* _Work required_:
Which lines below fall between the one containing "#[cfg(test)]" and the one containing "fn weekly_alarm(id: i64, hour: u8, minute: u8, days: &[u8])"? Repeat them exactly, counting both of those lines, and add nothing else.

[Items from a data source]

▬▬▬▬▬▬▬▬▬▬

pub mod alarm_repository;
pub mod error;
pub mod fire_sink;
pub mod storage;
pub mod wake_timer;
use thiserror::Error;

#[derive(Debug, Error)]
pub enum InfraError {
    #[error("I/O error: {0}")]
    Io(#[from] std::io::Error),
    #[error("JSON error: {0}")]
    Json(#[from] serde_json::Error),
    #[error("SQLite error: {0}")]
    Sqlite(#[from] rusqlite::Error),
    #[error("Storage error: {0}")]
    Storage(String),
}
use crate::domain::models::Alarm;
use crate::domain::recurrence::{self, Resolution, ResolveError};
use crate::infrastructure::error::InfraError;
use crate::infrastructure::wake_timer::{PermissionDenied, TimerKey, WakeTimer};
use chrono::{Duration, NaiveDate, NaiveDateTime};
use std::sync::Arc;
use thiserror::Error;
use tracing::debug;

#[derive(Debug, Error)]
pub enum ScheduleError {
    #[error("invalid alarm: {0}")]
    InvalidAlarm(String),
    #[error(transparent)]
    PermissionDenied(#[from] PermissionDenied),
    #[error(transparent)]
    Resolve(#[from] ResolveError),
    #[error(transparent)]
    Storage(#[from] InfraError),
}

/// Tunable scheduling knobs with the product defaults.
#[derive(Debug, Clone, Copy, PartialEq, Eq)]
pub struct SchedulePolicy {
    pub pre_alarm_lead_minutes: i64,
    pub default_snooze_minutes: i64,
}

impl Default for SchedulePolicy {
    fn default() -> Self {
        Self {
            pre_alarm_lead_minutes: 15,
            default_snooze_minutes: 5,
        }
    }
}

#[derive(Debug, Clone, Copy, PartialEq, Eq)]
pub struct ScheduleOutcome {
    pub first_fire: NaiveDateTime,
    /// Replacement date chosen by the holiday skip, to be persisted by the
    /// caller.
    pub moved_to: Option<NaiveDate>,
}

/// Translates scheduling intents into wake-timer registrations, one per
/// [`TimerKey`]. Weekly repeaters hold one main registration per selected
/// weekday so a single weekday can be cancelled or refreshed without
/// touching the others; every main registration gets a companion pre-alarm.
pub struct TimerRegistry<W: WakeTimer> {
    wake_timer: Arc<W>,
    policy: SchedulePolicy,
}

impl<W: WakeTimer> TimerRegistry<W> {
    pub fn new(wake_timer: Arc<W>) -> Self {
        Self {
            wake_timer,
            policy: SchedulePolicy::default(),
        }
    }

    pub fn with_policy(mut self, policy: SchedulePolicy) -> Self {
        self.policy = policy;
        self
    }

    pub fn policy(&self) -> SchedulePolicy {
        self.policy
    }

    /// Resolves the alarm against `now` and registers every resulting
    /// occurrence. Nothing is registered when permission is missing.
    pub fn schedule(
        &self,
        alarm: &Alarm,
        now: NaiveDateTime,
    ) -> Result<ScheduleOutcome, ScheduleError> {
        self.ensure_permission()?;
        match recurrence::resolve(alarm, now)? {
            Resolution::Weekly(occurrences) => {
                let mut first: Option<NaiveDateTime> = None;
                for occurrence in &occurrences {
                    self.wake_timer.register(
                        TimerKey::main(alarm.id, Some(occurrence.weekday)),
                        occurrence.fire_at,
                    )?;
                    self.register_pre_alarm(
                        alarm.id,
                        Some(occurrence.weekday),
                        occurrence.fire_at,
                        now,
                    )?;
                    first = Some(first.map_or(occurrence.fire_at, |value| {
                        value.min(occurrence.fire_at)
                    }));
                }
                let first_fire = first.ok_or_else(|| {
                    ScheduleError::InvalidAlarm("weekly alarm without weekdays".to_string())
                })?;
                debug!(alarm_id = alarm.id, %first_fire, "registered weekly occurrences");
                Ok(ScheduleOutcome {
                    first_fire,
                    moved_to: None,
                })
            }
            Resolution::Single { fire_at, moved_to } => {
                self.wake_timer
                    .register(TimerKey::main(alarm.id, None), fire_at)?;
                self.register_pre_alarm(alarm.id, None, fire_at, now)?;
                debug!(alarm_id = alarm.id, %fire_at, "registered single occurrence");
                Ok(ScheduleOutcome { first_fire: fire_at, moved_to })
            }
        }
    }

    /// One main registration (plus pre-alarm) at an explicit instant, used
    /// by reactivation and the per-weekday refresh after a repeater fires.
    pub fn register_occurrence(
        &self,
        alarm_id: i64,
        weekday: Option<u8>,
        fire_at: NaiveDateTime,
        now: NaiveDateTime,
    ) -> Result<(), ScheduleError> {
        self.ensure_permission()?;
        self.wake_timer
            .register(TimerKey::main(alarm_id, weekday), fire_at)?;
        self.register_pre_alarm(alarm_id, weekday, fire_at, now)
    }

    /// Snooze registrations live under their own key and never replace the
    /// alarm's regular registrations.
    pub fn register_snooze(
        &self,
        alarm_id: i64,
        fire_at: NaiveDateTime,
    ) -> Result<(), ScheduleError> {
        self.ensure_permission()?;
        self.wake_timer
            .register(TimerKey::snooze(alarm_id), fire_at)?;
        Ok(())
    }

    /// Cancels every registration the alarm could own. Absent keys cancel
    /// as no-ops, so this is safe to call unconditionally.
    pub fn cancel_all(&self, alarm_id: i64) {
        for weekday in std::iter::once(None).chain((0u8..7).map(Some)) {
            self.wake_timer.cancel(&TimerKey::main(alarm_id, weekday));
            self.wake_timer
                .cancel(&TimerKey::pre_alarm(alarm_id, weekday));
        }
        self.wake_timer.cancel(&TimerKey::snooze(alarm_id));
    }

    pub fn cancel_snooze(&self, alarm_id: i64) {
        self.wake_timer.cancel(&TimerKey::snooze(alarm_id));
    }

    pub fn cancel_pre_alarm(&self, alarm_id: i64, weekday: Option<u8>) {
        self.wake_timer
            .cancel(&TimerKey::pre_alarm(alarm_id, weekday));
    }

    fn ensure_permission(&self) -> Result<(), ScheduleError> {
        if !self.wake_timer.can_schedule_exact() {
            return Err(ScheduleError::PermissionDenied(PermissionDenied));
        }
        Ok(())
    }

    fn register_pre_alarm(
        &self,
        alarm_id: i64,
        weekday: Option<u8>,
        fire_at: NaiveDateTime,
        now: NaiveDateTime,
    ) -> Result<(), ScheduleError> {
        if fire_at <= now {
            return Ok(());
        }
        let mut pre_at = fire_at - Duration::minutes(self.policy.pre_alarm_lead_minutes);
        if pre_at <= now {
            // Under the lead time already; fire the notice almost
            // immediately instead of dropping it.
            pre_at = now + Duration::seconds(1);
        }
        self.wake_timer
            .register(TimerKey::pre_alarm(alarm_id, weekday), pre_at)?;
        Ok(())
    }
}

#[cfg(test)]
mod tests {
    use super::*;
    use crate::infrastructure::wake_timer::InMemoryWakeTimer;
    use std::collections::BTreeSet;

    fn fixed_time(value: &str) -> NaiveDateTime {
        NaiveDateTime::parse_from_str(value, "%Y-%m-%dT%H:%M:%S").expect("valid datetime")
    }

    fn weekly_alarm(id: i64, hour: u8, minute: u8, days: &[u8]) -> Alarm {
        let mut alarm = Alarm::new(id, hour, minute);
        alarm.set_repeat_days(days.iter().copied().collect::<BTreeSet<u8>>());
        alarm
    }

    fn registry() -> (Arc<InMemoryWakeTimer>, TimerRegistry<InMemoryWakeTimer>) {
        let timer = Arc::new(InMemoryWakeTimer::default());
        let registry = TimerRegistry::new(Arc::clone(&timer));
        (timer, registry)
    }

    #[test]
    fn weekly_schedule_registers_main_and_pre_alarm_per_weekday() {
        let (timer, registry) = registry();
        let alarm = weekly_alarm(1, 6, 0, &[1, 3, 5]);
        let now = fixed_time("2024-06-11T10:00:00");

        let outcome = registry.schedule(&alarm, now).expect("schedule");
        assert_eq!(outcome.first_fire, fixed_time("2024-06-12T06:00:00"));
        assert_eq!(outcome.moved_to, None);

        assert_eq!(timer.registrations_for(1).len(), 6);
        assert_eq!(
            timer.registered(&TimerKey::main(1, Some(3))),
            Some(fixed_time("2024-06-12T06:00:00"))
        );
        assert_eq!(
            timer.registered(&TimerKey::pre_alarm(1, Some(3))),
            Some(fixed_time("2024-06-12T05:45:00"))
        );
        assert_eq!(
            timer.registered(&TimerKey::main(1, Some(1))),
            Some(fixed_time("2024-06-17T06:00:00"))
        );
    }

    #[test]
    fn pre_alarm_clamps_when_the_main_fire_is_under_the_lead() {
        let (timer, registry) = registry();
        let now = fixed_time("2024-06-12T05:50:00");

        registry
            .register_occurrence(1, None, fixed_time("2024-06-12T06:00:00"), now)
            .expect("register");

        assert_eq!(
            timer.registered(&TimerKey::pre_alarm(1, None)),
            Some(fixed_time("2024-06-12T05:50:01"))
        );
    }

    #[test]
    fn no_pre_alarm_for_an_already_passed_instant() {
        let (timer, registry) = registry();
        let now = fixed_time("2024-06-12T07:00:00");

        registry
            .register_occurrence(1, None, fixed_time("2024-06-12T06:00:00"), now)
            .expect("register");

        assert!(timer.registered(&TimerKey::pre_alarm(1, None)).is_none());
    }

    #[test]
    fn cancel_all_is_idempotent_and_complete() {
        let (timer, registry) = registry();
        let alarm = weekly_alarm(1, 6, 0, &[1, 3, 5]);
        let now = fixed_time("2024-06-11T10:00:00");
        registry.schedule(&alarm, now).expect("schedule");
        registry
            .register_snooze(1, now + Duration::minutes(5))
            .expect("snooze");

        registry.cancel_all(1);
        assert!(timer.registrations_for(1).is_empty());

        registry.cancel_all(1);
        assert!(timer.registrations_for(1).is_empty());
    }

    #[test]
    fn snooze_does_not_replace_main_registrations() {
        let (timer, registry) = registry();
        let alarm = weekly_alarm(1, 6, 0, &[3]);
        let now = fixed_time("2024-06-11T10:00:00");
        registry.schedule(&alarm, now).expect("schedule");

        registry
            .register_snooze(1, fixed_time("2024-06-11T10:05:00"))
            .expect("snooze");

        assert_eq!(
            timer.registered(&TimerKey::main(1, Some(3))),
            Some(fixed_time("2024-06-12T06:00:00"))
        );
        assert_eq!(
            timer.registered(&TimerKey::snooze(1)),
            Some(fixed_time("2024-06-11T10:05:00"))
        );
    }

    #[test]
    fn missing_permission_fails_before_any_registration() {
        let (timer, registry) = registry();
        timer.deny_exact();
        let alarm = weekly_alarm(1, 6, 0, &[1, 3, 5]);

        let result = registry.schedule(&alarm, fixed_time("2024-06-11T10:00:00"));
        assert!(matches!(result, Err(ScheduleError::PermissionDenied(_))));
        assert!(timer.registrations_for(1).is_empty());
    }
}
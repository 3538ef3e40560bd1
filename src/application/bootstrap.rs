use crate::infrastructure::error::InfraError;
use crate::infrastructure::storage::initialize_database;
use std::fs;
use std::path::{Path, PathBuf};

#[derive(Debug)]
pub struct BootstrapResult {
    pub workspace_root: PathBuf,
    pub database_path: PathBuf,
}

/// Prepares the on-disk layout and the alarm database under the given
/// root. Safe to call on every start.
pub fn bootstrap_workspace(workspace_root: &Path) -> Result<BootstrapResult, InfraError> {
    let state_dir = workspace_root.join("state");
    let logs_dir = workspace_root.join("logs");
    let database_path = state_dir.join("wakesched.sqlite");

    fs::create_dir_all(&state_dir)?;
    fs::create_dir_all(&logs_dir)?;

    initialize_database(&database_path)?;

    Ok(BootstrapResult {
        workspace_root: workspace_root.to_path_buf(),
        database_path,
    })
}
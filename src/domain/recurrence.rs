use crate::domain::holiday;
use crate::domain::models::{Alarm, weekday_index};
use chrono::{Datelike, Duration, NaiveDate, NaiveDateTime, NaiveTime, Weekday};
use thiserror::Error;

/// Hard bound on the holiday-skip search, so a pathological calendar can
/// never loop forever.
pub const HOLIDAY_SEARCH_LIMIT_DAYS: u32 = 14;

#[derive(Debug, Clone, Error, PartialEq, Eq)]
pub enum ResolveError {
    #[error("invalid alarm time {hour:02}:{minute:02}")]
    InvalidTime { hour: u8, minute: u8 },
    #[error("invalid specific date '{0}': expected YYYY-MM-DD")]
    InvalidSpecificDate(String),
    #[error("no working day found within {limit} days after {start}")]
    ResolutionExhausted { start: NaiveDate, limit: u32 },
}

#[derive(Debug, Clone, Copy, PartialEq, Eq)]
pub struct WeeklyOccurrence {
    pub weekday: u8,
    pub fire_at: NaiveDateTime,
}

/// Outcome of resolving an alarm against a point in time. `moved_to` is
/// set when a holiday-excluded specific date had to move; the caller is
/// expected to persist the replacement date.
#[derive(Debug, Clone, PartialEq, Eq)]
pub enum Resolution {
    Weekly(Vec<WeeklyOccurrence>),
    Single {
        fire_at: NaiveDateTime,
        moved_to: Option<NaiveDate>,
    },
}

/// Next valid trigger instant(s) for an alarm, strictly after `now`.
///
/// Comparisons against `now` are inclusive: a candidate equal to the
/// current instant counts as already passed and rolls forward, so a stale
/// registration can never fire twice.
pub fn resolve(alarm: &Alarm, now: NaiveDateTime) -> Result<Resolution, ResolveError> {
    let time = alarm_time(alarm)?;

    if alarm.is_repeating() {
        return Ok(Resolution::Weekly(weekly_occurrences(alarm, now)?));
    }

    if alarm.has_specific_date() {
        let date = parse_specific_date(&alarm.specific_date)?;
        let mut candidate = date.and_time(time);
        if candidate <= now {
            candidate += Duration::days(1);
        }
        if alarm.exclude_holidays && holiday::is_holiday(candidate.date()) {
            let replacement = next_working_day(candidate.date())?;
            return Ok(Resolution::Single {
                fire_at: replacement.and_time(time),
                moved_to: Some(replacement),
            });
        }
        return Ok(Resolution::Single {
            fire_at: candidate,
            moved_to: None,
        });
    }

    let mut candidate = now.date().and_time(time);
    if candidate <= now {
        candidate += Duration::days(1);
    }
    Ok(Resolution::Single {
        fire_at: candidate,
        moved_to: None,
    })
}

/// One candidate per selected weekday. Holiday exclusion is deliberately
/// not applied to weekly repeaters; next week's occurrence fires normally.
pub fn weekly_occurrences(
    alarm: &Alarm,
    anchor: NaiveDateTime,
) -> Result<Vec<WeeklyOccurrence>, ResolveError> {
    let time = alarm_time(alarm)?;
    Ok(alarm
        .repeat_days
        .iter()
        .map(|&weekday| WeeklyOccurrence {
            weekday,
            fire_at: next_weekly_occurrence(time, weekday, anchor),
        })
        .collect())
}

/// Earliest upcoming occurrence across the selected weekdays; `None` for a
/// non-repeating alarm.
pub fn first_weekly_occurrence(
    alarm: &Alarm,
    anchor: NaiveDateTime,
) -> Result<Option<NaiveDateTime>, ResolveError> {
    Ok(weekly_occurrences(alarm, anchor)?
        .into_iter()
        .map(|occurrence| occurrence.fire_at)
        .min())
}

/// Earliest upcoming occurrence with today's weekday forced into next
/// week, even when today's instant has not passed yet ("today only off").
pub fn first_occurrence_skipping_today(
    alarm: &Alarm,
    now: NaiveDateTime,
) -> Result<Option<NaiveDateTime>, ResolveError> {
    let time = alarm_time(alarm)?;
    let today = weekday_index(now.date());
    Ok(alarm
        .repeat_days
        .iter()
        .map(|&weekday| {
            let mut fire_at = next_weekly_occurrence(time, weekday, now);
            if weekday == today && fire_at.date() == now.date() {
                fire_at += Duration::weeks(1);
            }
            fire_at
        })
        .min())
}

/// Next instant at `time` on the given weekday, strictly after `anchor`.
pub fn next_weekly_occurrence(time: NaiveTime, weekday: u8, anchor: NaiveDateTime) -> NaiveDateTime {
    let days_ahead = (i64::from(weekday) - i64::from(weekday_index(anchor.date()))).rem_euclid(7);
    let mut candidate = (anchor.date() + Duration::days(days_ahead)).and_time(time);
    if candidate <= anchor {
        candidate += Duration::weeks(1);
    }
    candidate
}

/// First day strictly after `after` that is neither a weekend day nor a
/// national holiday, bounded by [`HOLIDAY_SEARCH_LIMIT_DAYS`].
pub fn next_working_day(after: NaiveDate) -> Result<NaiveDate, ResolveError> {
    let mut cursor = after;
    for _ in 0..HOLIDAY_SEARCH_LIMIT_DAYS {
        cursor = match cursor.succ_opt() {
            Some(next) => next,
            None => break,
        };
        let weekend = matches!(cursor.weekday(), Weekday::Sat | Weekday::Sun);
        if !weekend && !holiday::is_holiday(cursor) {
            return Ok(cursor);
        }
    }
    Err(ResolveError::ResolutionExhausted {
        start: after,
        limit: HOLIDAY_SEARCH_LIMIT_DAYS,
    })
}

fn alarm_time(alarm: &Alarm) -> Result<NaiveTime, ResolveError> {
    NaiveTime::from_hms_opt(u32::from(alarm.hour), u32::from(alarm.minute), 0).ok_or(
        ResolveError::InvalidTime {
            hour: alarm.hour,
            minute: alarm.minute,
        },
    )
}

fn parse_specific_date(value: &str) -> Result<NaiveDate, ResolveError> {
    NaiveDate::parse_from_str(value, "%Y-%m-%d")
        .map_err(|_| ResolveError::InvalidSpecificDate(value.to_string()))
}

▬▬▬▬▬▬▬▬▬▬

* _Answer to this exercise_:
#[cfg(test)]
mod tests {
    use super::*;
    use crate::infrastructure::wake_timer::InMemoryWakeTimer;
    use std::collections::BTreeSet;

    fn fixed_time(value: &str) -> NaiveDateTime {
        NaiveDateTime::parse_from_str(value, "%Y-%m-%dT%H:%M:%S").expect("valid datetime")
    }

    fn weekly_alarm(id: i64, hour: u8, minute: u8, days: &[u8]) -> Alarm {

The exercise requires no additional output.